■ **YOUR ASSIGNMENT**: Across the material below, how many lines hold the word "TypedBuilder"? Only the number should be given.

■ **DATA UNDER STUDY**:
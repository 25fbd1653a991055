//! The 40-byte section header.

use crate::enums::section::{ShFlags, ShType};
use crate::error::{Error, Result};
use crate::primitive;

pub const SIZE: usize = 40;

#[derive(typed_builder::TypedBuilder, Debug, Clone, Copy, PartialEq, Eq)]
pub struct SectionHeader {
    #[builder(default = 0)]
    pub sh_name: u32,
    #[builder(default = ShType::Null)]
    pub sh_type: ShType,
    #[builder(default = ShFlags::empty())]
    pub sh_flags: ShFlags,
    #[builder(default = 0)]
    pub sh_addr: u32,
    #[builder(default = 0)]
    pub sh_offset: u32,
    #[builder(default = 0)]
    pub sh_size: u32,
    #[builder(default = 0)]
    pub sh_link: u32,
    #[builder(default = 0)]
    pub sh_info: u32,
    #[builder(default = 0)]
    pub sh_addralign: u32,
    #[builder(default = 0)]
    pub sh_entsize: u32,
}

impl SectionHeader {
    pub fn encode(&self, little: bool) -> Vec<u8> {
        let mut out = Vec::with_capacity(SIZE);
        out.extend_from_slice(&primitive::encode_u32(self.sh_name, little));
        out.extend_from_slice(&primitive::encode_u32(self.sh_type.to_raw(), little));
        out.extend_from_slice(&primitive::encode_u32(self.sh_flags.bits(), little));
        out.extend_from_slice(&primitive::encode_u32(self.sh_addr, little));
        out.extend_from_slice(&primitive::encode_u32(self.sh_offset, little));
        out.extend_from_slice(&primitive::encode_u32(self.sh_size, little));
        out.extend_from_slice(&primitive::encode_u32(self.sh_link, little));
        out.extend_from_slice(&primitive::encode_u32(self.sh_info, little));
        out.extend_from_slice(&primitive::encode_u32(self.sh_addralign, little));
        out.extend_from_slice(&primitive::encode_u32(self.sh_entsize, little));
        debug_assert_eq!(out.len(), SIZE);
        out
    }

    pub fn decode(bytes: &[u8], little: bool) -> Result<(Self, &[u8])> {
        if bytes.len() < SIZE {
            return Err(Error::ShortInput {
                needed: SIZE,
                available: bytes.len(),
            });
        }
        let (sh_name, rest) = primitive::decode_u32(bytes, little)?;
        let (sh_type, rest) = primitive::decode_u32(rest, little)?;
        let (sh_flags, rest) = primitive::decode_u32(rest, little)?;
        let (sh_addr, rest) = primitive::decode_u32(rest, little)?;
        let (sh_offset, rest) = primitive::decode_u32(rest, little)?;
        let (sh_size, rest) = primitive::decode_u32(rest, little)?;
        let (sh_link, rest) = primitive::decode_u32(rest, little)?;
        let (sh_info, rest) = primitive::decode_u32(rest, little)?;
        let (sh_addralign, rest) = primitive::decode_u32(rest, little)?;
        let (sh_entsize, rest) = primitive::decode_u32(rest, little)?;
        let header = SectionHeader::builder()
            .sh_name(sh_name)
            .sh_type(ShType::from_raw(sh_type))
            .sh_flags(ShFlags::from_bits_truncate(sh_flags))
            .sh_addr(sh_addr)
            .sh_offset(sh_offset)
            .sh_size(sh_size)
            .sh_link(sh_link)
            .sh_info(sh_info)
            .sh_addralign(sh_addralign)
            .sh_entsize(sh_entsize)
            .build();
        Ok((header, rest))
    }
}
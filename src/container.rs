//! The in-memory ELF model: header, program-header list, section-header
//! list, and a parallel payload list.

use std::collections::HashMap;

use crate::dynarray::DynamicArray;
use crate::header::ehdr::ElfHeader;
use crate::header::phdr::ProgramHeader;
use crate::header::shdr::SectionHeader;
use crate::strtab::StringTable;
use crate::symtab::SymbolTable;

/// A section's payload, either opaque bytes (the default after
/// deserialization) or one of the structured payloads a caller has
/// upgraded it to.
#[derive(Debug, Clone, PartialEq, Eq)]
pub enum Payload {
    Bytes(Vec<u8>),
    StringTable(StringTable),
    SymbolTable(SymbolTable),
    DynamicArray(DynamicArray),
}

impl Payload {
    pub fn len(&self) -> usize {
        match self {
            Payload::Bytes(b) => b.len(),
            Payload::StringTable(t) => t.len(),
            Payload::SymbolTable(t) => t.len() * crate::symtab::ENTRY_SIZE,
            Payload::DynamicArray(a) => a.entries().len() * crate::dynarray::ENTRY_SIZE,
        }
    }

    pub fn is_empty(&self) -> bool {
        self.len() == 0
    }

    pub fn encode(&self, little: bool) -> Vec<u8> {
        match self {
            Payload::Bytes(b) => b.clone(),
            Payload::StringTable(t) => t.as_bytes().to_vec(),
            Payload::SymbolTable(t) => t.encode(little),
            Payload::DynamicArray(a) => a.encode(little),
        }
    }

    /// Like [`encode`](Self::encode), but falls back to the payload's own
    /// bytes verbatim if it's still opaque. `little` only matters for a
    /// typed `SymbolTable`/`DynamicArray`; pass the owning container's
    /// [`Elf::little`].
    pub fn as_bytes(&self, little: bool) -> Vec<u8> {
        match self {
            Payload::Bytes(b) => b.clone(),
            other => other.encode(little),
        }
    }

    /// Upgrades an opaque payload to a string table, parsing its current
    /// bytes verbatim. No-op if already a string table.
    pub fn upgrade_to_string_table(&mut self) {
        if let Payload::Bytes(bytes) = self {
            *self = Payload::StringTable(StringTable::from_bytes(std::mem::take(bytes)));
        }
    }

    pub fn as_string_table_mut(&mut self) -> Option<&mut StringTable> {
        self.upgrade_to_string_table();
        match self {
            Payload::StringTable(t) => Some(t),
            _ => None,
        }
    }

    pub fn as_string_table(&self) -> Option<&StringTable> {
        match self {
            Payload::StringTable(t) => Some(t),
            _ => None,
        }
    }

    /// Upgrades an opaque payload to a symbol table, decoding its current
    /// bytes with the given `little`. No-op if already a symbol table.
    /// Callers must pass the owning container's actual endianness (see
    /// `facade::as_symbol_table`) rather than guessing, since an opaque
    /// payload carries no endianness of its own.
    pub fn as_symbol_table_mut(&mut self, little: bool) -> Option<&mut SymbolTable> {
        if let Payload::Bytes(bytes) = self {
            if let Ok(table) = SymbolTable::decode(bytes, little) {
                *self = Payload::SymbolTable(table);
            }
        }
        match self {
            Payload::SymbolTable(t) => Some(t),
            _ => None,
        }
    }
}

/// The full in-memory ELF model.
#[derive(Debug, Clone, PartialEq, Eq)]
pub struct Elf {
    pub header: ElfHeader,
    pub program_headers: Vec<ProgramHeader>,
    pub section_headers: Vec<SectionHeader>,
    pub payloads: Vec<Payload>,
    /// Maps a program-header index to the section index its `p_offset`
    /// should track at serialization time (the REDESIGN FLAG pass).
    pub segment_bindings: HashMap<usize, usize>,
}

impl Elf {
    pub fn little(&self) -> bool {
        self.header.little()
    }

    /// Index of the `.shstrtab` section named in the header.
    pub fn shstrtab_index(&self) -> usize {
        self.header.shstrndx as usize
    }

    /// Reads `.shstrtab` if it's already a typed string table. Use
    /// [`shstrtab_mut`](Self::shstrtab_mut) to upgrade a still-opaque
    /// payload (e.g. straight out of `assemble::deserialize`) first.
    pub fn shstrtab(&self) -> Option<&StringTable> {
        self.payloads
            .get(self.shstrtab_index())
            .and_then(Payload::as_string_table)
    }

    /// Upgrades `.shstrtab` to a typed string table if it's still opaque,
    /// then returns it. A freshly deserialized container's `.shstrtab` is
    /// always `Payload::Bytes`, so name lookups must go through this rather
    /// than [`shstrtab`](Self::shstrtab).
    pub fn shstrtab_mut(&mut self) -> Option<&mut StringTable> {
        let index = self.shstrtab_index();
        self.payloads.get_mut(index).and_then(Payload::as_string_table_mut)
    }
}

#[cfg(test)]
mod tests {
    use super::*;

    #[test]
    fn payload_len_matches_bytes_len() {
        let payload = Payload::Bytes(vec![1, 2, 3]);
        assert_eq!(payload.len(), 3);
    }

    #[test]
    fn upgrade_to_string_table_preserves_bytes() {
        let mut payload = Payload::Bytes(vec![0, b'a', 0]);
        payload.upgrade_to_string_table();
        assert_eq!(payload.as_string_table().unwrap().get(1), Some("a"));
    }

    #[test]
    fn shstrtab_mut_upgrades_an_opaque_payload() {
        let mut elf = Elf {
            header: ElfHeader::builder().shstrndx(1).build(),
            program_headers: vec![],
            section_headers: vec![SectionHeader::builder().build(), SectionHeader::builder().build()],
            payloads: vec![Payload::Bytes(vec![]), Payload::Bytes(vec![0, b'x', 0])],
            segment_bindings: Default::default(),
        };
        assert!(elf.shstrtab().is_none());
        assert_eq!(elf.shstrtab_mut().unwrap().get(1), Some("x"));
        assert!(elf.shstrtab().is_some());
    }
}
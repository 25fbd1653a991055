//! The 16-byte identification prefix shared by every ELF file.

use crate::enums::class::{ElfClass, ElfDataEncoding, ElfOsAbi, ElfVersion};
use crate::error::{Error, Result};
use crate::primitive;

pub const MAGIC: [u8; 4] = [0x7f, b'E', b'L', b'F'];
pub const SIZE: usize = 16;

/// The identification prefix: magic, class, data encoding, version, OS/ABI,
/// ABI version, and zero padding out to 16 bytes.
///
/// This is the only authoritative source of endianness in the crate: every
/// other record's `little` flag is derived from `data` at the point a
/// container is assembled, and overwritten from it again at serialization
/// time (see `container::Elf::little`).
#[derive(typed_builder::TypedBuilder, Debug, Clone, Copy)]
pub struct Identification {
    #[builder(default = ElfClass::Elf32)]
    pub class: ElfClass,
    #[builder(default = ElfDataEncoding::Msb)]
    pub data: ElfDataEncoding,
    #[builder(default = ElfVersion::Current)]
    pub version: ElfVersion,
    #[builder(default = ElfOsAbi::SystemV)]
    pub os_abi: ElfOsAbi,
    #[builder(default = 0)]
    pub abi_version: u8,
}

impl PartialEq for Identification {
    fn eq(&self, other: &Self) -> bool {
        self.class == other.class
            && self.data == other.data
            && self.version == other.version
            && self.os_abi == other.os_abi
            && self.abi_version == other.abi_version
    }
}
impl Eq for Identification {}

impl Identification {
    pub fn little(&self) -> bool {
        self.data.is_little()
    }

    pub fn encode(&self) -> [u8; SIZE] {
        let mut out = [0u8; SIZE];
        out[0..4].copy_from_slice(&MAGIC);
        out[4] = self.class.to_raw() as u8;
        out[5] = self.data.to_raw() as u8;
        out[6] = self.version.to_raw() as u8;
        out[7] = self.os_abi.to_raw() as u8;
        out[8] = self.abi_version;
        // out[9..16] stays zero padding.
        log::trace!("encoded identification prefix: {out:02x?}");
        out
    }

    pub fn decode(bytes: &[u8]) -> Result<(Self, &[u8])> {
        if bytes.len() < SIZE {
            return Err(Error::ShortInput {
                needed: SIZE,
                available: bytes.len(),
            });
        }
        let (head, tail) = bytes.split_at(SIZE);
        if head[0..4] != MAGIC {
            return Err(Error::WrongType);
        }
        let class = ElfClass::from_raw(head[4] as u32);
        if !matches!(class, ElfClass::Elf32) {
            return Err(Error::UnsupportedClass {
                class: head[4],
            });
        }
        let ident = Identification::builder()
            .class(class)
            .data(ElfDataEncoding::from_raw(head[5] as u32))
            .version(ElfVersion::from_raw(head[6] as u32))
            .os_abi(ElfOsAbi::from_raw(head[7] as u32))
            .abi_version(head[8])
            .build();
        Ok((ident, tail))
    }
}

#[cfg(test)]
mod tests {
    use super::*;

    #[test]
    fn round_trips_a_little_endian_prefix() {
        let ident = Identification::builder()
            .class(ElfClass::Elf32)
            .data(ElfDataEncoding::Lsb)
            .version(ElfVersion::Current)
            .os_abi(ElfOsAbi::SystemV)
            .abi_version(0)
            .build();
        let encoded = ident.encode();
        assert_eq!(&encoded[0..4], &MAGIC);
        assert_eq!(encoded[4], 1);
        assert_eq!(encoded[5], 1);
        let (decoded, rest) = Identification::decode(&encoded).unwrap();
        assert_eq!(decoded, ident);
        assert!(rest.is_empty());
    }

    #[test]
    fn rejects_bad_magic() {
        let bytes = [0u8; SIZE];
        assert_eq!(Identification::decode(&bytes).unwrap_err(), Error::WrongType);
    }

    #[test]
    fn scenario_big_endian_prefix_round_trips_byte_for_byte() {
        let bytes: [u8; 16] = [
            0x7f, 0x45, 0x4c, 0x46, 0x01, 0x02, 0x01, 0x00, 0x00, 0x00, 0x00, 0x00, 0x00, 0x00,
            0x00, 0x00,
        ];
        let (ident, _) = Identification::decode(&bytes).unwrap();
        assert_eq!(ident.encode(), bytes);
    }
}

■ **EXERCISE ANSWER**: 2